Re: [PERFORM] Fwd: Slow query from ~7M rows, joined to two tables of ~100 rows each

2017-06-26 Thread Jeff Janes
On Fri, Jun 23, 2017 at 1:09 PM, Chris Wilson 
wrote:

>
> The records can already be read in order from idx_metric_value If this
> was selected as the primary table, and metric_pos was joined to it, then
> the output would also be in order, and no sort would be needed.
>
> We should be able to use a merge join to metric_pos, because it can be
> read in order of id_metric (its primary key, and the first column in
> idx_metric_value...). If not, a hash join should be faster than a nested
> loop, if we only have to hash ~100 records.
>

Hash joins do not preserve order.  They could preserve the order of their
"first" input, but only if the hash join is all run in one batch and
doesn't spill to disk.  But the hash join code is never prepared to make a
guarantee that it won't spill to disk, and so never considers it to
preserve order.  It thinks it only needs to hash 100 rows, but it is never
absolutely certain of that, until it actually executes.

If I set enable_sort to false, then I do get the merge join you want (but
with asset_pos joined by nested loop index scan, not a hash join, for the
reason just stated above) but that is slower than the plan with the sort in
it, just like PostgreSQL thinks it will be.

If I vacuum your fact table, then it can switch to use index only scans.  I
then get a different plan, still using a sort, which runs in 1.6 seconds.
Sorting is not the slow step you think it is.

Be warned that "explain (analyze)" can substantially slow down and distort
this type of query, especially when sorting.  You should run "explain
(analyze, timing off)" first, and then only trust "explain (analyze)" if
the overall execution times between them are similar.



> If I remove one of the joins (asset_pos) then I get a merge join between
> two indexes, as expected, but it has a materialize just before it which
> makes no sense to me.

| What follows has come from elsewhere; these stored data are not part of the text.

//! Sign-in and sign-out for the back-office.

use askama::Template;
use askama_web::WebTemplate;
use axum::{
    Form,
    extract::State,
    http::StatusCode,
    response::{IntoResponse, Redirect, Response},
};
use serde::Deserialize;
use tower_sessions::Session;
use tracing::instrument;

use crate::error::{Result, clear_sentry_user, set_sentry_user};
use crate::filters;
use crate::middleware::{clear_current_admin, set_current_admin};
use crate::models::{CurrentAdmin, session_keys};
use crate::services::{AdminAuthService, AuthError};
use crate::state::AppState;

/// Shown for every failed sign-in so accounts cannot be probed.
const LOGIN_FAILED: &str = "Invalid email or password";

/// Login page template.
#[derive(Template, WebTemplate)]
#[template(path = "login.html")]
pub struct LoginTemplate {
    pub error: Option<String>,
    pub email: String,
}

/// Login form input.
#[derive(Debug, Deserialize)]
pub struct LoginForm {
    pub email: String,
    pub password: String,
}

/// Login page. Signed-in users go straight to the dashboard.
pub async fn login_page(session: Session) -> Response {
    let signed_in = session
        .get::<CurrentAdmin>(session_keys::CURRENT_ADMIN)
        .await
        .ok()
        .flatten()
        .is_some();
    if signed_in {
        return Redirect::to("/admin").into_response();
    }
    LoginTemplate {
        error: None,
        email: String::new(),
    }
    .into_response()
}

/// Verify credentials and start a session.
#[instrument(skip_all, fields(email = %form.email))]
pub async fn login(
    State(state): State<AppState>,
    session: Session,
    Form(form): Form<LoginForm>,
) -> Result<Response> {
    let user = match AdminAuthService::new(state.pool())
        .login(&form.email, &form.password)
        .await
    {
        Ok(user) => user,
        Err(AuthError::InvalidCredentials | AuthError::AccessDenied) => {
            tracing::warn!("Failed admin login");
            let page = LoginTemplate {
                error: Some(LOGIN_FAILED.to_string()),
                email: form.email.trim().to_string(),
            };
            return Ok((StatusCode::UNAUTHORIZED, page).into_response());
        }
        Err(e) => return Err(e.into()),
    };

    // New session id on privilege change
    session.cycle_id().await?;
    let admin = CurrentAdmin::from(&user);
    set_current_admin(&session, &admin).await?;
    set_sentry_user(admin.id.as_i32(), Some(admin.email.as_str()));

    tracing::info!(user_id = %admin.id, role = %admin.role, "Admin signed in");
    Ok(Redirect::to("/admin").into_response())
}

/// End the session.
#[instrument(skip_all)]
pub async fn logout(session: Session) -> Result<Redirect> {
    clear_current_admin(&session).await?;
    session.flush().await?;
    clear_sentry_user();
    Ok(Redirect::to("/auth/login"))
}
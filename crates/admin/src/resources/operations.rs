//! Operations resources: inventory and shipping methods.

use sqlx::PgPool;

use emporium_core::api::{ListQuery, Paginated};
use emporium_core::{CurrencyCode, InventoryItemId, ShippingMethodId, StockStatus};
use emporium_db::{
    InventoryInput, InventoryItem, InventoryRepository, RepositoryError, ShippingMethod,
    ShippingMethodInput, ShippingMethodRepository,
};

use crate::components::{BulkAction, DataTableConfig, FilterOption, TableColumn, TableFilter};
use crate::error::AppError;

use super::{
    Cell, Ctx, Editable, Field, FieldKind, Patch, Resource, activation_action, empty_patch, found,
    money, unknown_action,
};

// =============================================================================
// Inventory
// =============================================================================

pub struct Inventory;

const fn stock_tone(status: StockStatus) -> &'static str {
    match status {
        StockStatus::InStock => "success",
        StockStatus::LowStock => "warning",
        StockStatus::OutOfStock => "danger",
    }
}

impl Resource for Inventory {
    type Id = InventoryItemId;
    type Record = InventoryItem;

    const PATH: &'static str = "inventory";
    const TITLE: &'static str = "Inventory";
    const SINGULAR: &'static str = "inventory item";

    fn table() -> DataTableConfig {
        DataTableConfig::new("inventory")
            .column(TableColumn::new("product", "Product"))
            .column(TableColumn::new("sku", "SKU"))
            .column(TableColumn::new("location", "Location"))
            .column(TableColumn::new("quantity", "On hand"))
            .column(TableColumn::new("reserved", "Reserved").visible(false))
            .column(TableColumn::new("available", "Available"))
            .column(TableColumn::new("reorder_level", "Reorder at").visible(false))
            .column(TableColumn::new("stock", "Stock"))
            .filter(TableFilter::select(
                "status",
                "Stock",
                vec![FilterOption::new("low", "Low or out of stock")],
            ))
            .bulk_action(BulkAction::delete())
            .search_placeholder("Search by product, SKU or location...")
            .empty_state("ph-warehouse", "No inventory rows", Some("Products without stock rows are out of stock."))
    }

    fn id(record: &InventoryItem) -> InventoryItemId {
        record.id
    }

    fn label(record: &InventoryItem) -> String {
        format!("{} @ {}", record.product_name, record.location)
    }

    fn cells(record: &InventoryItem, _currency: CurrencyCode) -> Vec<Cell> {
        let stock = record.stock_status();
        vec![
            Cell::text(&record.product_name),
            Cell::text(&record.product_sku),
            Cell::text(&record.location),
            Cell::text(record.quantity.to_string()),
            Cell::text(record.reserved.to_string()),
            Cell::text(record.available().to_string()),
            Cell::text(record.reorder_level.to_string()),
            Cell::badge(stock.label(), stock_tone(stock)),
        ]
    }

    fn csv_header() -> &'static [&'static str] {
        &[
            "id",
            "product_id",
            "product_name",
            "sku",
            "location",
            "quantity",
            "reserved",
            "available",
            "reorder_level",
        ]
    }

    fn csv_row(record: &InventoryItem) -> Vec<String> {
        vec![
            record.id.to_string(),
            record.product_id.to_string(),
            record.product_name.clone(),
            record.product_sku.clone(),
            record.location.clone(),
            record.quantity.to_string(),
            record.reserved.to_string(),
            record.available().to_string(),
            record.reorder_level.to_string(),
        ]
    }

    async fn list(pool: &PgPool, query: &ListQuery) -> Result<Paginated<InventoryItem>, RepositoryError> {
        InventoryRepository::new(pool).list(query).await
    }

    async fn get(pool: &PgPool, id: InventoryItemId) -> Result<Option<InventoryItem>, RepositoryError> {
        InventoryRepository::new(pool).get(id).await
    }

    async fn patch(ctx: Ctx<'_>, id: InventoryItemId, patch: Patch) -> Result<InventoryItem, AppError> {
        let delta = patch.adjust.ok_or_else(empty_patch)?;
        let item = InventoryRepository::new(ctx.pool).adjust(id, delta).await?;
        tracing::info!(
            inventory_item_id = %id,
            delta,
            quantity = item.quantity,
            user_id = %ctx.admin.id,
            "Stock adjusted"
        );
        Ok(item)
    }

    async fn bulk(ctx: Ctx<'_>, id: InventoryItemId, action: &str) -> Result<(), AppError> {
        match action {
            "delete" => Ok(InventoryRepository::new(ctx.pool).delete(id).await?),
            other => Err(unknown_action(other)),
        }
    }
}

impl Editable for Inventory {
    type Input = InventoryInput;

    fn fields() -> Vec<Field> {
        vec![
            Field::new("product_id", "Product ID", FieldKind::Reference).required(),
            Field::new("location", "Location", FieldKind::Text).help("Defaults to main"),
            Field::new("quantity", "On hand", FieldKind::Integer).required(),
            Field::new("reorder_level", "Reorder level", FieldKind::Integer),
        ]
    }

    async fn create(ctx: Ctx<'_>, input: InventoryInput) -> Result<InventoryItem, AppError> {
        Ok(InventoryRepository::new(ctx.pool).create(&input).await?)
    }

    async fn update(
        ctx: Ctx<'_>,
        id: InventoryItemId,
        input: InventoryInput,
    ) -> Result<InventoryItem, AppError> {
        Ok(InventoryRepository::new(ctx.pool).update(id, &input).await?)
    }

    async fn delete(ctx: Ctx<'_>, id: InventoryItemId) -> Result<(), AppError> {
        Ok(InventoryRepository::new(ctx.pool).delete(id).await?)
    }
}

// =============================================================================
// Shipping methods
// =============================================================================

pub struct ShippingMethods;

impl Resource for ShippingMethods {
    type Id = ShippingMethodId;
    type Record = ShippingMethod;

    const PATH: &'static str = "shipping-methods";
    const TITLE: &'static str = "Shipping methods";
    const SINGULAR: &'static str = "shipping method";

    fn table() -> DataTableConfig {
        let [activate, deactivate] = BulkAction::activation();
        DataTableConfig::new("shipping-methods")
            .column(TableColumn::new("name", "Name"))
            .column(TableColumn::new("carrier", "Carrier"))
            .column(TableColumn::new("rate", "Rate"))
            .column(TableColumn::new("free_over", "Free over"))
            .column(TableColumn::new("delivery", "Delivery"))
            .column(TableColumn::new("sort_order", "Order").visible(false))
            .column(TableColumn::new("status", "Status"))
            .filter(TableFilter::status(
                "Status",
                [("active", "Active"), ("inactive", "Inactive")],
            ))
            .bulk_actions([activate, deactivate, BulkAction::delete()])
            .search_placeholder("Search by name or carrier...")
            .empty_state("ph-truck", "No shipping methods", Some("Checkout needs at least one active method."))
    }

    fn id(record: &ShippingMethod) -> ShippingMethodId {
        record.id
    }

    fn label(record: &ShippingMethod) -> String {
        record.name.clone()
    }

    fn cells(record: &ShippingMethod, currency: CurrencyCode) -> Vec<Cell> {
        vec![
            Cell::text(&record.name),
            Cell::optional(record.carrier.as_deref()),
            Cell::text(money(record.base_rate, currency)),
            Cell::optional(record.free_shipping_threshold.map(|t| money(t, currency))),
            Cell::text(record.delivery_estimate()),
            Cell::text(record.sort_order.to_string()),
            Cell::active(record.is_active),
        ]
    }

    fn csv_header() -> &'static [&'static str] {
        &[
            "id",
            "name",
            "carrier",
            "base_rate",
            "free_shipping_threshold",
            "min_days",
            "max_days",
            "sort_order",
            "is_active",
        ]
    }

    fn csv_row(record: &ShippingMethod) -> Vec<String> {
        vec![
            record.id.to_string(),
            record.name.clone(),
            record.carrier.clone().unwrap_or_default(),
            record.base_rate.to_string(),
            record
                .free_shipping_threshold
                .map(|t| t.to_string())
                .unwrap_or_default(),
            record.min_days.to_string(),
            record.max_days.to_string(),
            record.sort_order.to_string(),
            record.is_active.to_string(),
        ]
    }

    async fn list(pool: &PgPool, query: &ListQuery) -> Result<Paginated<ShippingMethod>, RepositoryError> {
        ShippingMethodRepository::new(pool).list(query).await
    }

    async fn get(pool: &PgPool, id: ShippingMethodId) -> Result<Option<ShippingMethod>, RepositoryError> {
        ShippingMethodRepository::new(pool).get(id).await
    }

    async fn patch(ctx: Ctx<'_>, id: ShippingMethodId, patch: Patch) -> Result<ShippingMethod, AppError> {
        let active = patch.activation()?.ok_or_else(empty_patch)?;
        let repo = ShippingMethodRepository::new(ctx.pool);
        repo.set_active(id, active).await?;
        found(repo.get(id).await?)
    }

    async fn bulk(ctx: Ctx<'_>, id: ShippingMethodId, action: &str) -> Result<(), AppError> {
        let repo = ShippingMethodRepository::new(ctx.pool);
        match (action, activation_action(action)) {
            (_, Some(active)) => repo.set_active(id, active).await?,
            ("delete", None) => repo.delete(id).await?,
            (other, None) => return Err(unknown_action(other)),
        }
        Ok(())
    }
}

impl Editable for ShippingMethods {
    type Input = ShippingMethodInput;

    fn fields() -> Vec<Field> {
        vec![
            Field::new("name", "Name", FieldKind::Text).required(),
            Field::new("description", "Description", FieldKind::Textarea),
            Field::new("carrier", "Carrier", FieldKind::Text),
            Field::new("base_rate", "Rate", FieldKind::Decimal).required(),
            Field::new("free_shipping_threshold", "Free shipping over", FieldKind::Decimal)
                .help("Compared with the subtotal after discounts"),
            Field::new("min_days", "Minimum days", FieldKind::Integer).required(),
            Field::new("max_days", "Maximum days", FieldKind::Integer).required(),
            Field::new("sort_order", "Sort order", FieldKind::Integer),
            Field::new("is_active", "Active", FieldKind::Checkbox),
        ]
    }

    async fn create(ctx: Ctx<'_>, input: ShippingMethodInput) -> Result<ShippingMethod, AppError> {
        Ok(ShippingMethodRepository::new(ctx.pool).create(&input).await?)
    }

    async fn update(
        ctx: Ctx<'_>,
        id: ShippingMethodId,
        input: ShippingMethodInput,
    ) -> Result<ShippingMethod, AppError> {
        Ok(ShippingMethodRepository::new(ctx.pool).update(id, &input).await?)
    }

    async fn delete(ctx: Ctx<'_>, id: ShippingMethodId) -> Result<(), AppError> {
        Ok(ShippingMethodRepository::new(ctx.pool).delete(id).await?)
    }
}

#[cfg(test)]
#[allow(clippy::unwrap_used)]
mod tests {
    use super::super::fields::parse_form;
    use super::*;

    fn item(quantity: i32, reserved: i32, reorder_level: i32) -> InventoryItem {
        serde_json::from_value(serde_json::json!({
            "id": 5,
            "product_id": 2,
            "product_name": "Oak Lamp",
            "product_sku": "LAMP-1",
            "location": "main",
            "quantity": quantity,
            "reserved": reserved,
            "reorder_level": reorder_level,
            "created_at": "2026-01-01T00:00:00Z",
            "updated_at": "2026-01-01T00:00:00Z"
        }))
        .unwrap()
    }

    #[test]
    fn test_inventory_cells_show_availability() {
        let cells = Inventory::cells(&item(10, 8, 3), CurrencyCode::USD);
        assert_eq!(cells.len(), Inventory::table().columns.len());
        assert_eq!(cells[5].text, "2");
        assert_eq!(cells[7], Cell::badge("Low stock", "warning"));

        let cells = Inventory::cells(&item(4, 4, 0), CurrencyCode::USD);
        assert_eq!(cells[7].tone, Some("danger"));
        assert_eq!(Inventory::label(&item(1, 0, 0)), "Oak Lamp @ main");
    }

    #[test]
    fn test_inventory_form_defaults_location() {
        let pairs = vec![
            ("product_id".to_string(), "2".to_string()),
            ("quantity".to_string(), "12".to_string()),
        ];
        let json = parse_form(&Inventory::fields(), &pairs).unwrap();
        let input: InventoryInput = serde_json::from_value(json).unwrap();
        assert_eq!(input.location, "main");
        assert_eq!(input.quantity, 12);
        assert_eq!(input.reorder_level, 0);
    }

    #[test]
    fn test_shipping_form() {
        let pairs = vec![
            ("name".to_string(), "Express".to_string()),
            ("base_rate".to_string(), "12.5".to_string()),
            ("min_days".to_string(), "1".to_string()),
            ("max_days".to_string(), "2".to_string()),
            ("is_active".to_string(), "on".to_string()),
        ];
        let json = parse_form(&ShippingMethods::fields(), &pairs).unwrap();
        let input: ShippingMethodInput = serde_json::from_value(json).unwrap();
        assert_eq!(input.base_rate, rust_decimal::Decimal::new(125, 1));
        assert_eq!(input.free_shipping_threshold, None);
        assert!(input.is_active);
    }
}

Why do we need to materialize here? And why
> materialise 100 rows into 1.5 million rows? (explain.depesz.com
> )
>


   ->  Materialize  (cost=0.14..4.89 rows=100 width=8) (actual
> time=0.018..228.265 rows=1504801 loops=1)
>  Buffers: shared hit=2
>  ->  Index Only Scan using idx_metric_pos_id_pos on metric_pos
>  (cost=0.14..4.64 rows=100 width=8) (actual time=0.013..0.133 rows=100
> loops=1)
>Heap Fetches: 100
>Buffers: shared hit=2
>
>
It doesn't need to materialize, it does it simply because it thinks it will
be faster (which it is, slightly).  You can prevent it from doing so by set
enable_materialize to off.  The reason it is faster is that with the
materialize, it can check all the visibility filters at once, rather than
having to do it repeatedly.  It is only materializing 100 rows, the 1504801
comes from the number of rows the projected out of the materialized table
(one for each row in the other side of the join, in this case), rather than
the number of rows contained within it.

And again, vacuum your tables.  Heap fetches aren't cheap.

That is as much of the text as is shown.